◆ **Given data**:
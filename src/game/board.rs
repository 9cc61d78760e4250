//! The persistent grid of locked cells.
//!
//! Cells are stored row-major in a single `Vec`, indexed by `y * width + x`.
//! Row 0 is the top (spawn side), row `height - 1` is the floor.

use ratatui::style::Color;

use crate::game::piece::Piece;

#[derive(Clone, Copy, PartialEq, Eq, Debug, Default)]
pub enum Cell {
    #[default]
    Empty,
    Filled(Color),
}

impl Cell {
    pub fn is_filled(self) -> bool {
        matches!(self, Cell::Filled(_))
    }
}

#[derive(Debug, Clone, PartialEq, Eq, derive_more::Display, derive_more::Error)]
pub enum BoardError {
    #[display("board needs at least one row and one column, got {width}x{height}")]
    Empty { width: usize, height: usize },
    #[display("board has no rows")]
    NoRows,
    #[display("row {row} has {len} cells, expected {expected}")]
    RaggedRow {
        row: usize,
        len: usize,
        expected: usize,
    },
}

#[derive(Clone, PartialEq, Debug)]
pub struct Board {
    width: usize,
    height: usize,
    cells: Vec<Cell>,
}

impl Board {
    /// Creates an empty board. Both dimensions must be non-zero.
    pub fn new(width: usize, height: usize) -> Result<Self, BoardError> {
        if width == 0 || height == 0 {
            return Err(BoardError::Empty { width, height });
        }
        Ok(Self {
            width,
            height,
            cells: vec![Cell::Empty; width * height],
        })
    }

    /// Builds a board from explicit rows, top row first.
    pub fn from_rows(rows: Vec<Vec<Cell>>) -> Result<Self, BoardError> {
        let expected = rows.first().ok_or(BoardError::NoRows)?.len();
        if let Some((row, cells)) = rows
            .iter()
            .enumerate()
            .find(|(_, cells)| cells.len() != expected || cells.is_empty())
        {
            return Err(BoardError::RaggedRow {
                row,
                len: cells.len(),
                expected,
            });
        }
        Ok(Self {
            width: expected,
            height: rows.len(),
            cells: rows.into_iter().flatten().collect(),
        })
    }

    pub fn width(&self) -> usize {
        self.width
    }

    pub fn height(&self) -> usize {
        self.height
    }

    fn index(&self, x: i32, y: i32) -> Option<usize> {
        if x < 0 || y < 0 || x as usize >= self.width || y as usize >= self.height {
            return None;
        }
        Some(y as usize * self.width + x as usize)
    }

    /// Returns `None` when `(x, y)` lies outside the grid.
    pub fn get(&self, x: i32, y: i32) -> Option<Cell> {
        self.index(x, y).map(|idx| self.cells[idx])
    }

    /// Returns false if out of bounds.
    pub fn set(&mut self, x: i32, y: i32, cell: Cell) -> bool {
        match self.index(x, y) {
            Some(idx) => {
                self.cells[idx] = cell;
                true
            }
            None => false,
        }
    }

    pub fn row(&self, y: usize) -> &[Cell] {
        &self.cells[y * self.width..(y + 1) * self.width]
    }

    pub fn rows(&self) -> impl Iterator<Item = &[Cell]> + '_ {
        self.cells.chunks(self.width)
    }

    /// Empties every cell, keeping the dimensions.
    pub fn clear(&mut self) {
        self.cells.fill(Cell::Empty);
    }

    pub fn occupied_count(&self) -> usize {
        self.cells.iter().filter(|cell| cell.is_filled()).count()
    }

    /// True if any occupied cell of `piece`, with its origin at `(x, y)`,
    /// falls outside the grid (above row 0 included) or onto a filled cell.
    ///
    /// This one predicate decides both move legality and landing.
    pub fn collides(&self, piece: &Piece, x: i32, y: i32) -> bool {
        piece
            .blocks_at(x, y)
            .any(|(bx, by)| self.get(bx, by).map_or(true, Cell::is_filled))
    }

    /// Writes the piece's color into the board at `(x, y)`, which must be
    /// the last position that passed [`Board::collides`].
    pub fn lock(&mut self, piece: &Piece, x: i32, y: i32) {
        debug_assert!(
            !self.collides(piece, x, y),
            "locking {} at colliding position ({x}, {y})",
            piece.kind
        );
        for (bx, by) in piece.blocks_at(x, y) {
            self.set(bx, by, Cell::Filled(piece.color));
        }
    }

    pub fn is_row_full(&self, y: usize) -> bool {
        y < self.height && self.row(y).iter().all(|cell| cell.is_filled())
    }

    /// Deletes row `y` and inserts an empty row at the top, shifting every
    /// row above `y` down by one.
    fn remove_row(&mut self, y: usize) {
        let width = self.width;
        self.cells.copy_within(0..y * width, width);
        self.cells[..width].fill(Cell::Empty);
    }

    /// Removes every full row and returns how many were removed.
    ///
    /// Rows are scanned top to bottom. Removing row `y` only moves rows
    /// that were already scanned, so the live index never skips a row.
    pub fn clear_full_rows(&mut self) -> u32 {
        let mut cleared = 0;
        for y in 0..self.height {
            if self.is_row_full(y) {
                self.remove_row(y);
                cleared += 1;
            }
        }
        cleared
    }

    /// True if anything occupies the top row.
    pub fn is_loss(&self) -> bool {
        self.row(0).iter().any(|cell| cell.is_filled())
    }
}

#[cfg(test)]
mod tests {
    use super::*;
    use crate::game::shape::ShapeKind;

    const F: Cell = Cell::Filled(Color::Gray);
    const E: Cell = Cell::Empty;

    #[test]
    fn test_new_board_is_empty() {
        let board = Board::new(10, 20).unwrap();
        assert_eq!(board.width(), 10);
        assert_eq!(board.height(), 20);
        assert_eq!(board.occupied_count(), 0);
        assert_eq!(board.rows().count(), 20);
        assert!(!board.is_loss());
    }

    #[test]
    fn test_new_rejects_zero_dimensions() {
        for (width, height) in [(5, 0), (0, 5), (0, 0)] {
            assert_eq!(
                Board::new(width, height),
                Err(BoardError::Empty { width, height })
            );
        }
        let board = Board::new(1, 1).unwrap();
        assert_eq!(board.rows().count(), 1);
        assert!(!board.is_loss());
    }

    #[test]
    fn test_clear_empties_cells() {
        let mut board = Board::new(4, 4).unwrap();
        board.set(1, 2, F);
        board.set(0, 0, F);
        board.clear();
        assert_eq!(board, Board::new(4, 4).unwrap());
    }

    #[test]
    fn test_get_out_of_bounds() {
        let board = Board::new(4, 4).unwrap();
        assert_eq!(board.get(-1, 0), None);
        assert_eq!(board.get(0, -1), None);
        assert_eq!(board.get(4, 0), None);
        assert_eq!(board.get(0, 4), None);
        assert_eq!(board.get(3, 3), Some(Cell::Empty));
    }

    #[test]
    fn test_from_rows_rejects_ragged() {
        assert_eq!(Board::from_rows(vec![]), Err(BoardError::NoRows));
        assert_eq!(
            Board::from_rows(vec![vec![E, E], vec![E]]),
            Err(BoardError::RaggedRow {
                row: 1,
                len: 1,
                expected: 2
            })
        );
    }

    #[test]
    fn test_collides_out_of_bounds_everywhere() {
        let board = Board::new(6, 6).unwrap();
        for kind in ShapeKind::ALL {
            let piece = Piece::new(kind);
            let (w, h) = (piece.width() as i32, piece.height() as i32);
            for y in -h - 1..=6 + 1 {
                for x in -w - 1..=6 + 1 {
                    let out = piece
                        .blocks_at(x, y)
                        .any(|(bx, by)| bx < 0 || bx >= 6 || by < 0 || by >= 6);
                    if out {
                        assert!(board.collides(&piece, x, y), "{kind} at ({x}, {y})");
                    } else {
                        assert!(!board.collides(&piece, x, y), "{kind} at ({x}, {y})");
                    }
                }
            }
        }
    }

    #[test]
    fn test_collides_with_filled_cell() {
        let mut board = Board::new(6, 6).unwrap();
        board.set(2, 3, F);
        let piece = Piece::new(ShapeKind::O);
        assert!(board.collides(&piece, 1, 2));
        assert!(board.collides(&piece, 2, 3));
        assert!(!board.collides(&piece, 3, 3));
        assert!(!board.collides(&piece, 0, 0));
    }

    #[test]
    fn test_lock_writes_exactly_piece_cells() {
        let mut board = Board::new(6, 6).unwrap();
        board.set(0, 5, F);
        let piece = Piece::new(ShapeKind::T);
        let before = board.occupied_count();

        board.lock(&piece, 2, 4);

        assert_eq!(board.occupied_count(), before + piece.cell_count());
        for (x, y) in piece.blocks_at(2, 4) {
            assert_eq!(board.get(x, y), Some(Cell::Filled(piece.color)));
        }
        assert_eq!(board.get(0, 5), Some(F));
    }

    #[test]
    fn test_clear_full_rows_non_adjacent() {
        // rows 2, 5 and 7 are full; the others carry a unique marker column
        let width = 4;
        let rows: Vec<Vec<Cell>> = (0..9)
            .map(|y| {
                if [2, 5, 7].contains(&y) {
                    vec![F; width]
                } else {
                    let mut row = vec![E; width];
                    row[y % width] = F;
                    row
                }
            })
            .collect();
        let survivors: Vec<Vec<Cell>> = rows
            .iter()
            .enumerate()
            .filter(|(y, _)| ![2, 5, 7].contains(y))
            .map(|(_, row)| row.clone())
            .collect();
        let mut board = Board::from_rows(rows).unwrap();

        assert_eq!(board.clear_full_rows(), 3);

        for y in 0..3 {
            assert!(board.row(y).iter().all(|c| *c == E), "row {y} should be empty");
        }
        let remaining: Vec<Vec<Cell>> = board.rows().skip(3).map(<[Cell]>::to_vec).collect();
        assert_eq!(remaining, survivors);
    }

    #[test]
    fn test_clear_adjacent_rows_at_floor() {
        let mut board = Board::from_rows(vec![
            vec![E, E, E, E],
            vec![F, E, E, E],
            vec![F, F, F, F],
            vec![F, F, F, F],
        ])
        .unwrap();

        assert_eq!(board.clear_full_rows(), 2);
        assert_eq!(board.row(3), &[F, E, E, E]);
        assert_eq!(board.occupied_count(), 1);
    }

    #[test]
    fn test_clear_without_full_rows_is_noop() {
        let mut board = Board::new(4, 4).unwrap();
        board.set(1, 3, F);
        let before = board.clone();
        assert_eq!(board.clear_full_rows(), 0);
        assert_eq!(board, before);
    }

    #[test]
    fn test_is_loss_only_checks_top_row() {
        let mut board = Board::new(4, 4).unwrap();
        board.set(3, 1, F);
        assert!(!board.is_loss());
        board.set(2, 0, F);
        assert!(board.is_loss());
    }
}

◆ **Instructions for the task**: Scan the data, and report each line that uses the word "crate".

◆ **Output for this exercise**:
use crate::game::piece::Piece;
    use crate::game::shape::ShapeKind;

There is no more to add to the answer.